Bill broadens jail sex prohibition
BOISE – A measure that would make it illegal for a prison or jail employee to have sex with a person on probation or parole cleared its first legislative hurdle Monday.
Idaho already has a law making it illegal for employees of correctional facilities to have sex with prisoners.
A first draft of the bill approved unanimously by the House Judiciary, Rules and Administration Committee would make it clear that it is also illegal to have sexual contact with parolees or probationers, as well as those who are incarcerated but not convicted of any crime, said Steve Wolf, chief investigator for the Department of Correction’s Office of Professional Standards.
“The old statute was a bit ambiguous,” Wolf said.
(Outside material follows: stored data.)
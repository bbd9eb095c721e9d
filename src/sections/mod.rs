// ━━━━━━━━━━━━━━━━━━━━━━━━━━━━━━━━━━━━━━━━━━━━━━━━━━━━━━━━━━━━━━━━━━━━━━━━━━━━━
// SEÇÕES DO RELATÓRIO
// ━━━━━━━━━━━━━━━━━━━━━━━━━━━━━━━━━━━━━━━━━━━━━━━━━━━━━━━━━━━━━━━━━━━━━━━━━━━━━

mod catalog;
mod envelope;
mod fallback;
mod scheduler;

pub use catalog::*;
pub use envelope::*;
pub use fallback::{is_degraded_payload, DEGRADED_MARKER};
pub use scheduler::*;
The bill must be again approved by the committee before it moves into the House for debate.
Wolf said there was a case last year in which a prison employee had a sexual relationship with a woman before she was convicted, and again once the woman was placed on probation.
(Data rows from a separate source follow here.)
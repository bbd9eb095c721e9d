// ━━━━━━━━━━━━━━━━━━━━━━━━━━━━━━━━━━━━━━━━━━━━━━━━━━━━━━━━━━━━━━━━━━━━━━━━━━━━━
// RENDERIZAÇÃO DO CONTEXTO DE PESQUISA
// ━━━━━━━━━━━━━━━━━━━━━━━━━━━━━━━━━━━━━━━━━━━━━━━━━━━━━━━━━━━━━━━━━━━━━━━━━━━━━

use std::fmt::Write;

use crate::config::PromptBudget;
use crate::types::{ResearchContext, SourceRef};
use crate::utils::truncate_chars;

/// Renderiza o contexto como texto para prompts
///
/// Limitado a `budget.context_documents` documentos com no máximo
/// `budget.chars_per_document` caracteres cada, seguido do bloco de
/// estatísticas da pesquisa.
pub fn render_context(context: &ResearchContext, budget: &PromptBudget) -> String {
    let mut out = String::from("PESQUISA WEB EXECUTADA:\n\n");

    if context.is_empty() {
        out.push_str("(nenhuma fonte disponível; use apenas os dados da requisição)\n");
    }

    for doc in context.documents().iter().take(budget.context_documents) {
        let _ = writeln!(out, "--- FONTE {}: {} ---", doc.rank, doc.document.title);
        let _ = writeln!(out, "URL: {}", doc.document.url);
        let _ = writeln!(out, "Relevância: {:.2}", doc.score);
        let _ = writeln!(out, "Query origem: {}", doc.document.query);
        let _ = writeln!(
            out,
            "Conteúdo: {}\n",
            truncate_chars(&doc.document.body, budget.chars_per_document)
        );
    }

    let stats = context.stats();
    out.push_str("\n=== ESTATÍSTICAS DA PESQUISA ===\n");
    let _ = writeln!(out, "Total de queries executadas: {}", stats.queries_planned);
    let _ = writeln!(out, "Total de resultados encontrados: {}", stats.total_hits);
    let _ = writeln!(out, "Páginas únicas analisadas: {}", stats.unique_documents);
    let _ = writeln!(out, "Total de caracteres extraídos: {}", stats.total_chars);

    out
}

/// Referências às fontes do contexto, na ordem do ranking
pub fn source_refs(context: &ResearchContext) -> Vec<SourceRef> {
    context
        .documents()
        .iter()
        .map(|doc| SourceRef {
            url: doc.document.url.clone(),
            title: doc.document.title.clone(),
            score: doc.score,
            rank: doc.rank,
            query: doc.document.query.clone(),
        })
        .collect()
}

#[cfg(test)]
mod tests {
    use super::*;
    use crate::types::{DiscoveryOrder, FacetTag, RankedDocument, RawDocument, ResearchStats};

    fn context(n: usize, body: &str) -> ResearchContext {
        let documents = (0..n)
            .map(|i| RankedDocument {
                document: RawDocument {
                    url: format!("https://site{}.com", i),
                    title: format!("Fonte {}", i),
                    snippet: String::new(),
                    body: body.to_string(),
                    query: "mercado fitness".into(),
                    facet: FacetTag::Segment,
                    discovery: DiscoveryOrder { query_index: 0, position: i },
                },
                score: 1.0,
                rank: i + 1,
            })
            .collect();
        let stats = ResearchStats {
            unique_documents: n,
            ..Default::default()
        };
        ResearchContext::new(documents, vec![], stats)
    }

    #[test]
    fn test_render_respects_budget() {
        let budget = PromptBudget {
            context_documents: 2,
            chars_per_document: 10,
            ..Default::default()
        };
        let rendered = render_context(&context(5, &"x".repeat(50)), &budget);

        assert!(rendered.contains("FONTE 1"));
        assert!(rendered.contains("FONTE 2"));
        assert!(!rendered.contains("FONTE 3"));
        assert!(rendered.contains(&format!("Conteúdo: {}\n", "x".repeat(10))));
        assert!(!rendered.contains(&"x".repeat(11)));
    }

    #[test]
    fn test_render_empty_context() {
        let rendered = render_context(&ResearchContext::empty(vec![]), &PromptBudget::default());
        assert!(rendered.contains("nenhuma fonte"));
        assert!(rendered.contains("Páginas únicas analisadas: 0"));
    }

    #[test]
    fn test_source_refs_follow_rank() {
        let refs = source_refs(&context(3, "corpo"));
        assert_eq!(refs.len(), 3);
        assert_eq!(refs[0].rank, 1);
        assert_eq!(refs[2].url, "https://site2.com");
    }
}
“We couldn’t tell if, under the statute, whether the activity was a crime,” Wolf said.
About a quarter of the cases Wolf’s office investigated last year involved sexual contact or inappropriate fraternization between department employees and prisoners.
“In essence, in the institutions it’s a security threat to have these kind of relationships,” he said.
But the law is also for the protection of prisoners, Wolf said.
Supervisors in a correctional facility are in a position to threaten convicts with stricter punishments or bad progress reports if the prisoner or parolee does not agree to sex, said Rep. Nicole LeFavour, D-Boise.
The law does not make it a felony for the prisoners if they have sex with a correctional facility employee.
“I think it’s very important that they did that, because there’s a power differential there,” LeFavour said.
“I was impressed – very, very impressed.”